I had to adjust the ingredients because of the high altitude, adding a little more liquid, baking powder, and reducing the sugar. When the dough was ready, with all the appreciation in the world for what I had made, I scooped a bit onto my index finger and savored the taste. Then, I looked at Juan Pablo, this 25 year old man and asked “So, have you ever made cookies?” “No, never!” I then gave a grown man cookie dough for the first time in his life. If, by April, my students know no more English than when I came and my Spanish is still at a basic level, my time here will be justified by the fact that I introduced an adult to the wonder of raw cookie dough.
Reyna’s family LOVED the cookies! It made me very happy.
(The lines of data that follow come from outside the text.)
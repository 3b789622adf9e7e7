//! Reconciliation of Software figures against HR figures.
//!
//! This module aggregates the HR workbook and the external ledgers, compares
//! each Software stage value with its HR counterpart, drives the whole run
//! through [`Reconciler`], and signs and audits the result.

mod audit;
mod comparator;
mod hr_aggregate;
mod keyed;
mod ledger;
mod pipeline;

pub use audit::{
    AuditLog, AuditSink, AuditSummary, MemoryAuditSink, TracingAuditSink, run_signature,
};
pub use comparator::{Comparison, compare};
pub use hr_aggregate::{HrAggregation, HrRecord, aggregate_hr, layout_for};
pub use ledger::{
    LedgerAggregation, LedgerEntry, aggregate_ledger, apply_override_workbook, parse_percentage,
};
pub use pipeline::{ReconciliationInputs, Reconciler};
Another tradition that I dragged with me into my Riobambanian Christmas is the singing of Christmas Carols. Of course, there are carols here too. They’re called villancicos (bee-jan-see-coes). But I’m a sucker for the songs that I know, so I was often listening to the English Christmas carols I had in my itunes library. I taught my students a few carols. I realized, after the fact, that I should have started teaching them earlier, because many of the last few days of school were devoted to preparing for the Christmas program, so they didn’t really learn the songs very well. One of the classes in Guamote sang “We Wish You a Merry Christmas” at their program, in front of all their parents! Here’s a clip of them singing. They start out super confused, because I think they had forgotten it (and, with this class, I didn’t teach anything but the chorus), but after about 20 seconds, they remember the song! Also, they say “and a happy new you” because our Good Morning song has the words “good morning to you,” and I think they couldn’t get that phrase out of their minds… Even with its flaws, the video makes me smile!
Finally, my celebration of Christmas night/ day.
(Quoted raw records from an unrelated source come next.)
//! Response types for the reconciliation API.
//!
//! This module defines the success body and the error response structures
//! for the HTTP API.

use axum::{
    Json,
    http::StatusCode,
    response::{IntoResponse, Response},
};
use serde::{Deserialize, Serialize};

use crate::error::EngineError;
use crate::models::ReconciliationReport;

/// Response body for a successful reconciliation.
#[derive(Debug, Clone, Serialize, Deserialize)]
pub struct ReconcileResponse {
    /// True when this run was sent to the audit sink by this request.
    pub audit_submitted: bool,
    /// The report.
    pub report: ReconciliationReport,
}

/// API error response structure.
#[derive(Debug, Clone, Serialize, Deserialize)]
pub struct ApiError {
    /// Error code for programmatic handling.
    pub code: String,
    /// Human-readable error message.
    pub message: String,
    /// Optional details about the error.
    #[serde(skip_serializing_if = "Option::is_none")]
    pub details: Option<String>,
}

impl ApiError {
    /// Creates a new API error.
    pub fn new(code: impl Into<String>, message: impl Into<String>) -> Self {
        Self {
            code: code.into(),
            message: message.into(),
            details: None,
        }
    }

    /// Creates a new API error with details.
    pub fn with_details(
        code: impl Into<String>,
        message: impl Into<String>,
        details: impl Into<String>,
    ) -> Self {
        Self {
            code: code.into(),
            message: message.into(),
            details: Some(details.into()),
        }
    }

    /// Creates a malformed JSON error response.
    pub fn malformed_json(message: impl Into<String>) -> Self {
        Self::new("MALFORMED_JSON", message)
    }

    /// Creates a missing input workbook error response.
    pub fn missing_input(role: &str) -> Self {
        Self::with_details(
            "MISSING_INPUT",
            format!("missing input workbook: {}", role),
            format!("The '{}' workbook is required but was not provided", role),
        )
    }
}

/// API error with HTTP status code.
pub struct ApiErrorResponse {
    /// The HTTP status code.
    pub status: StatusCode,
    /// The error body.
    pub error: ApiError,
}

impl IntoResponse for ApiErrorResponse {
    fn into_response(self) -> Response {
        (self.status, Json(self.error)).into_response()
    }
}

impl From<EngineError> for ApiErrorResponse {
    fn from(error: EngineError) -> Self {
        let message = error.to_string();
        match error {
            EngineError::ConfigNotFound { .. }
            | EngineError::ConfigParseError { .. }
            | EngineError::InvalidConfig { .. } => ApiErrorResponse {
                status: StatusCode::INTERNAL_SERVER_ERROR,
                error: ApiError::with_details("CONFIG_ERROR", "Configuration error", message),
            },
            EngineError::MissingInput { role } => ApiErrorResponse {
                status: StatusCode::BAD_REQUEST,
                error: ApiError::missing_input(&role),
            },
            EngineError::NoUsableSheets { role, .. } => ApiErrorResponse {
                status: StatusCode::BAD_REQUEST,
                error: ApiError::with_details(
                    "NO_USABLE_SHEETS",
                    message,
                    format!("No sheet of the '{}' workbook matched its layout", role),
                ),
            },
            EngineError::WorkbookRead { .. } => ApiErrorResponse {
                status: StatusCode::BAD_REQUEST,
                error: ApiError::new("WORKBOOK_READ_ERROR", message),
            },
            EngineError::Serialization { .. } | EngineError::AuditSink { .. } => {
                ApiErrorResponse {
                    status: StatusCode::INTERNAL_SERVER_ERROR,
                    error: ApiError::with_details(
                        "RECONCILIATION_ERROR",
                        "Reconciliation failed",
                        message,
                    ),
                }
            }
        }
    }
}

#[cfg(test)]
mod tests {
    use super::*;

    #[test]
    fn test_api_error_serialization() {
        let error = ApiError::new("TEST_ERROR", "Test message");
        let json = serde_json::to_string(&error).unwrap();
        assert!(json.contains("\"code\":\"TEST_ERROR\""));
        assert!(json.contains("\"message\":\"Test message\""));
        assert!(!json.contains("details"));
    }

    #[test]
    fn test_missing_input_maps_to_bad_request() {
        let api_error: ApiErrorResponse = EngineError::MissingInput {
            role: "hr".to_string(),
        }
        .into();
        assert_eq!(api_error.status, StatusCode::BAD_REQUEST);
        assert_eq!(api_error.error.code, "MISSING_INPUT");
        assert!(api_error.error.message.contains("hr"));
    }

    #[test]
    fn test_config_errors_are_server_errors() {
        let api_error: ApiErrorResponse = EngineError::InvalidConfig {
            field: "override_workbook".to_string(),
            message: "no layout".to_string(),
        }
        .into();
        assert_eq!(api_error.status, StatusCode::INTERNAL_SERVER_ERROR);
        assert_eq!(api_error.error.code, "CONFIG_ERROR");
        assert!(api_error.error.details.unwrap().contains("override_workbook"));
    }

    #[test]
    fn test_no_usable_sheets_names_role() {
        let api_error: ApiErrorResponse = EngineError::NoUsableSheets {
            role: "worker".to_string(),
            message: "no sheet name maps to a month".to_string(),
        }
        .into();
        assert_eq!(api_error.status, StatusCode::BAD_REQUEST);
        assert_eq!(api_error.error.code, "NO_USABLE_SHEETS");
        assert!(api_error.error.details.unwrap().contains("worker"));
    }
}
Christmas Eve, there were some problems with the chicken (which was being cooked in a store- Ecuadorians and their complexes with using ovens!). It was supposed to be ready for us to pick up at 6:30, but it wasn’t ready until about 11 pm. While we waited, we relaxed with the family, drank some wine that I had bought (gosh, I miss red wine!), and… I slept a little.
Finally, the chicken arrived (“Wake up, Tricia!”). Even though it was a Saturday, I had woken up at 5:30, since my body is used to that now, so I was exhausted and felt more like sleeping than eating a huge meal, but I ate what I could. Here’s my plate:
We sat around the table, enjoying the highly anticipated chicken, for about thirty minutes. Then, afraid I would fall asleep into my plate, I tried excusing myself and going to bed. “No, we still have to open the presents!” I was sure we were going to open them the morning of Christmas, not Christmas Eve! “Really? We’re doing that tonight?” “Yes!”
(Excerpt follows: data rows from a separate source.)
//! External ledgers and the override workbook.
//!
//! The due ledger supplies unpaid amounts, payment statuses and the
//! percentage actually applied; the loan ledger supplies deductions; an
//! optional ledger supplies amounts already paid. The override workbook
//! supplies custom percentages and averaging start months.

use std::collections::BTreeMap;

use chrono::Datelike;
use rust_decimal::Decimal;
use tracing::{debug, info, warn};

use crate::calculation::{PaymentStatus, month_key_from_sheet_name};
use crate::config::{ColumnRef, LedgerLayout, OverrideSheetLayout, OverrideTable};
use crate::error::{EngineError, EngineResult};
use crate::models::{CellValue, EmployeeKey, MonthKey, RunWarning, Sheet};

use super::keyed::{KeyedSheet, cell_at};

/// One employee's entries on a ledger, summed.
#[derive(Debug, Clone, PartialEq, Eq)]
pub struct LedgerEntry {
    /// The employee key.
    pub employee_id: EmployeeKey,
    /// Sum of the amount column.
    pub amount: Decimal,
    /// Rows summed.
    pub occurrences: u32,
    /// First non-empty payment status.
    pub status: Option<PaymentStatus>,
    /// First non-empty applied percentage.
    pub percentage: Option<Decimal>,
    /// Sum of the already-paid column, when the ledger has one.
    pub already_paid: Decimal,
}

impl LedgerEntry {
    fn new(employee_id: EmployeeKey) -> Self {
        Self {
            employee_id,
            amount: Decimal::ZERO,
            occurrences: 0,
            status: None,
            percentage: None,
            already_paid: Decimal::ZERO,
        }
    }
}

/// The outcome of aggregating one ledger.
#[derive(Debug, Clone, Default)]
pub struct LedgerAggregation {
    /// One entry per employee key.
    pub entries: BTreeMap<EmployeeKey, LedgerEntry>,
    /// Skipped sheets.
    pub warnings: Vec<RunWarning>,
}

impl LedgerAggregation {
    /// The entry for `key`, if the employee is on the ledger.
    pub fn entry(&self, key: &EmployeeKey) -> Option<&LedgerEntry> {
        self.entries.get(key)
    }

    /// The summed amount for `key`, zero when absent.
    pub fn amount(&self, key: &EmployeeKey) -> Decimal {
        self.entry(key).map(|e| e.amount).unwrap_or_default()
    }
}

/// Reads a percentage cell.
///
/// Accepts `12`, `"12%"`, and spreadsheet fractions such as `0.12`. A value
/// of 1 or less without a `%` sign is taken as a fraction.
///
/// # Example
///
/// ```
/// use bonus_recon::models::CellValue;
/// use bonus_recon::reconcile::parse_percentage;
/// use rust_decimal::Decimal;
///
/// assert_eq!(parse_percentage(&CellValue::from("8.33%")), Some(Decimal::new(833, 2)));
/// assert_eq!(parse_percentage(&CellValue::Number(0.12)), Some(Decimal::new(12, 0)));
/// assert_eq!(parse_percentage(&CellValue::Empty), None);
/// ```
pub fn parse_percentage(cell: &CellValue) -> Option<Decimal> {
    let (value, explicit) = match cell.amount() {
        Some(value) => (value, false),
        None => {
            let text = cell.text();
            let bare = text.trim().strip_suffix('%')?;
            (CellValue::from(bare).amount()?, true)
        }
    };
    let value = if !explicit && value.abs() <= Decimal::ONE {
        value * Decimal::ONE_HUNDRED
    } else {
        value
    };
    Some(value.normalize())
}

/// Aggregates one ledger workbook.
///
/// # Errors
///
/// Returns [`EngineError::NoUsableSheets`] for `role` when no sheet has both
/// the code and the amount column.
pub fn aggregate_ledger(
    sheets: &[Sheet],
    layout: &LedgerLayout,
    role: &str,
    scan_rows: usize,
) -> EngineResult<LedgerAggregation> {
    let mut aggregation = LedgerAggregation::default();
    let mut used = 0usize;

    for sheet in sheets {
        let located = KeyedSheet::locate(
            sheet,
            &layout.code,
            &layout.amount.labels(),
            layout.name.as_ref(),
            scan_rows,
        )
            .and_then(|keyed| keyed.column(&layout.amount).map(|amount| (keyed, amount)));
        let Some((keyed, amount_column)) = located else {
            warn!(role = role, sheet = %sheet.name, "Skipping ledger sheet without code or amount column");
            aggregation.warnings.push(RunWarning::new(
                "sheet_skipped",
                format!("{} sheet '{}' has no code or amount column", role, sheet.name),
                "medium",
            ));
            continue;
        };

        let status_column = layout.status.as_ref().and_then(|c| keyed.column(c));
        let percentage_column = layout.percentage.as_ref().and_then(|c| keyed.column(c));
        let paid_column = layout.already_paid.as_ref().and_then(|c| keyed.column(c));

        for (key, _, row) in keyed.records() {
            let entry = aggregation
                .entries
                .entry(key.clone())
                .or_insert_with(|| LedgerEntry::new(key));
            entry.occurrences += 1;
            entry.amount = entry
                .amount
                .saturating_add(cell_at(row, Some(amount_column)).amount().unwrap_or_default());
            entry.already_paid = entry
                .already_paid
                .saturating_add(cell_at(row, paid_column).amount().unwrap_or_default());
            if entry.status.is_none() {
                entry.status = PaymentStatus::parse(&cell_at(row, status_column).text());
            }
            if entry.percentage.is_none() {
                entry.percentage = parse_percentage(cell_at(row, percentage_column));
            }
        }

        debug!(role = role, sheet = %sheet.name, "Ledger sheet read");
        used += 1;
    }

    if used == 0 {
        return Err(EngineError::NoUsableSheets {
            role: role.to_string(),
            message: format!("none of {} sheet(s) could be read", sheets.len()),
        });
    }

    Ok(aggregation)
}

fn parse_start_month(cell: &CellValue) -> Option<MonthKey> {
    if let Some(date) = cell.as_date() {
        return MonthKey::new(date.year(), date.month());
    }
    let text = cell.text();
    let text = text.trim();
    text.parse::<MonthKey>()
        .ok()
        .or_else(|| month_key_from_sheet_name(text))
}

/// Merges an override workbook over the YAML override table.
///
/// Entries from the workbook win. Cells that cannot be read are reported
/// and left out.
///
/// # Errors
///
/// Returns [`EngineError::NoUsableSheets`] when no sheet has the code column.
pub fn apply_override_workbook(
    table: &OverrideTable,
    sheets: &[Sheet],
    layout: &OverrideSheetLayout,
    scan_rows: usize,
) -> EngineResult<(OverrideTable, Vec<RunWarning>)> {
    let mut merged = table.clone();
    let mut warnings = Vec::new();
    let mut used = 0usize;

    let companions: Vec<&str> = layout
        .percentage
        .iter()
        .chain(layout.start_month.iter())
        .flat_map(ColumnRef::labels)
        .collect();

    for sheet in sheets {
        let Some(keyed) = KeyedSheet::locate(sheet, &layout.code, &companions, None, scan_rows) else {
            warn!(sheet = %sheet.name, "Skipping override sheet without code column");
            warnings.push(RunWarning::new(
                "sheet_skipped",
                format!("override sheet '{}' has no code column", sheet.name),
                "medium",
            ));
            continue;
        };
        used += 1;

        let percentage_column = layout.percentage.as_ref().and_then(|c| keyed.column(c));
        let start_column = layout.start_month.as_ref().and_then(|c| keyed.column(c));

        for (key, _, row) in keyed.records() {
            let percentage_cell = cell_at(row, percentage_column);
            if !percentage_cell.is_blank() {
                match parse_percentage(percentage_cell) {
                    Some(percentage) => {
                        merged.custom_percentages.insert(key.clone(), percentage);
                    }
                    None => warnings.push(RunWarning::new(
                        "override_unreadable",
                        format!(
                            "custom percentage '{}' for '{}' is not a number",
                            percentage_cell.text(),
                            key
                        ),
                        "low",
                    )),
                }
            }

            let start_cell = cell_at(row, start_column);
            if !start_cell.is_blank() {
                match parse_start_month(start_cell) {
                    Some(month) => {
                        merged.custom_start_months.insert(key.clone(), month);
                    }
                    None => warnings.push(RunWarning::new(
                        "override_unreadable",
                        format!(
                            "start month '{}' for '{}' is not a month",
                            start_cell.text(),
                            key
                        ),
                        "low",
                    )),
                }
            }
        }
    }

    if used == 0 {
        return Err(EngineError::NoUsableSheets {
            role: "overrides".to_string(),
            message: format!("none of {} sheet(s) could be read", sheets.len()),
        });
    }

    info!(
        custom_percentages = merged.custom_percentages.len(),
        custom_start_months = merged.custom_start_months.len(),
        "Override workbook merged"
    );
    Ok((merged, warnings))
}

#[cfg(test)]
mod tests {
    use super::*;
    use crate::config::ColumnRef;
    use crate::models::text_row;
    use std::str::FromStr;

    fn dec(s: &str) -> Decimal {
        Decimal::from_str(s).unwrap()
    }

    fn key(s: &str) -> EmployeeKey {
        EmployeeKey::new(s).unwrap()
    }

    fn due_layout() -> LedgerLayout {
        LedgerLayout {
            code: vec!["Code".to_string()],
            name: Some(ColumnRef::Label("Name".to_string())),
            amount: ColumnRef::Header(vec!["Unpaid Amount".to_string(), "Due".to_string()]),
            status: Some(ColumnRef::Label("Status".to_string())),
            percentage: Some(ColumnRef::Label("Paid Percentage".to_string())),
            already_paid: None,
        }
    }

    fn due_sheet() -> Sheet {
        Sheet::new(
            "Due",
            vec![
                text_row(&["Code", "Name", "Unpaid Amount", "Status", "Paid Percentage"]),
                text_row(&["S1", "Meera", "1,000", "", ""]),
                text_row(&["S1", "Meera", "500", "Unpaid", "10%"]),
                text_row(&["S2", "Ravi", "", "Paid", "8.33"]),
                text_row(&["", "Total", "1500", "", ""]),
            ],
        )
    }

    #[test]
    fn test_ledger_sums_amounts_and_keeps_first_status() {
        let result = aggregate_ledger(&[due_sheet()], &due_layout(), "due", 15).unwrap();
        let s1 = result.entry(&key("S1")).unwrap();
        assert_eq!(s1.amount, dec("1500"));
        assert_eq!(s1.occurrences, 2);
        assert_eq!(s1.status, Some(PaymentStatus::Unpaid));
        assert_eq!(s1.percentage, Some(dec("10")));

        let s2 = result.entry(&key("S2")).unwrap();
        assert_eq!(s2.amount, Decimal::ZERO);
        assert_eq!(s2.status, Some(PaymentStatus::Paid));
        assert_eq!(result.entries.len(), 2);
    }

    #[test]
    fn test_absent_employee_amount_is_zero() {
        let result = aggregate_ledger(&[due_sheet()], &due_layout(), "due", 15).unwrap();
        assert_eq!(result.amount(&key("S9")), Decimal::ZERO);
    }

    #[test]
    fn test_ledger_without_amount_column_is_unusable() {
        let sheet = Sheet::new("Due", vec![text_row(&["Code", "Name"])]);
        match aggregate_ledger(&[sheet], &due_layout(), "due", 15) {
            Err(EngineError::NoUsableSheets { role, .. }) => assert_eq!(role, "due"),
            other => panic!("Expected NoUsableSheets, got {:?}", other),
        }
    }

    #[test]
    fn test_already_paid_column_is_summed() {
        let mut layout = due_layout();
        layout.already_paid = Some(ColumnRef::Label("Advance Paid".to_string()));
        let sheet = Sheet::new(
            "Due",
            vec![
                text_row(&["Code", "Unpaid Amount", "Advance Paid"]),
                text_row(&["S1", "0", "250"]),
                text_row(&["S1", "0", "250"]),
            ],
        );
        let result = aggregate_ledger(&[sheet], &layout, "due", 15).unwrap();
        assert_eq!(result.entry(&key("S1")).unwrap().already_paid, dec("500"));
    }

    #[test]
    fn test_parse_percentage_forms() {
        assert_eq!(parse_percentage(&CellValue::from("12")), Some(dec("12")));
        assert_eq!(parse_percentage(&CellValue::Number(0.0833)), Some(dec("8.33")));
        assert_eq!(parse_percentage(&CellValue::from(" 8.33 % ")), Some(dec("8.33")));
        assert_eq!(parse_percentage(&CellValue::from("n/a")), None);
    }

    #[test]
    fn test_explicit_percent_sign_is_never_a_fraction() {
        assert_eq!(parse_percentage(&CellValue::from("0.5%")), Some(dec("0.5")));
        assert_eq!(parse_percentage(&CellValue::from("1%")), Some(dec("1")));
        assert_eq!(parse_percentage(&CellValue::from("50%")), Some(dec("50")));
        assert_eq!(parse_percentage(&CellValue::Number(0.5)), Some(dec("50")));
        assert_eq!(parse_percentage(&CellValue::from("0.5")), Some(dec("50")));
    }

    #[test]
    fn test_override_workbook_wins_over_yaml() {
        let mut table = OverrideTable::default();
        table.custom_percentages.insert(key("S1"), dec("10"));
        table.custom_percentages.insert(key("S2"), dec("12"));

        let layout = OverrideSheetLayout {
            code: vec!["Code".to_string()],
            percentage: Some(ColumnRef::Label("Custom Percentage".to_string())),
            start_month: Some(ColumnRef::Label("Start Month".to_string())),
        };
        let sheet = Sheet::new(
            "Overrides",
            vec![
                text_row(&["Code", "Custom Percentage", "Start Month"]),
                text_row(&["S1", "8.33", ""]),
                text_row(&["W7", "", "Apr-25"]),
                text_row(&["W8", "lots", "2025-06"]),
            ],
        );

        let (merged, warnings) = apply_override_workbook(&table, &[sheet], &layout, 15).unwrap();
        assert_eq!(merged.custom_percentages[&key("S1")], dec("8.33"));
        assert_eq!(merged.custom_percentages[&key("S2")], dec("12"));
        assert_eq!(
            merged.custom_start_months[&key("W7")],
            MonthKey::new(2025, 4).unwrap()
        );
        assert_eq!(
            merged.custom_start_months[&key("W8")],
            MonthKey::new(2025, 6).unwrap()
        );
        assert_eq!(warnings.len(), 1);
        assert_eq!(warnings[0].code, "override_unreadable");
    }
}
So, we were up until about 12:30, opening presents. Here, the presents were much less of a big deal than they are in the US. In addition to baking, I gave Reyna and Anita Julia framed pictures that I had taken of their family- they loved this. I liked that being together was a more important part of the holiday than buying presents the receivers would be awed and delighted by. It reduced the pressure to spend a lot, but was equally wonderful and special. My favorite present was an Ecuador-made purse 🙂 After all the presents had been opened, we took a few pictures around the tree.
By the time I finally went to bed that night, it was hard to sleep because there was some sort of concert in a nearby park, and speakers were blaring the music. There were also fireworks blasting, of course. It was definitely a different kind of Christmas. One I will always remember!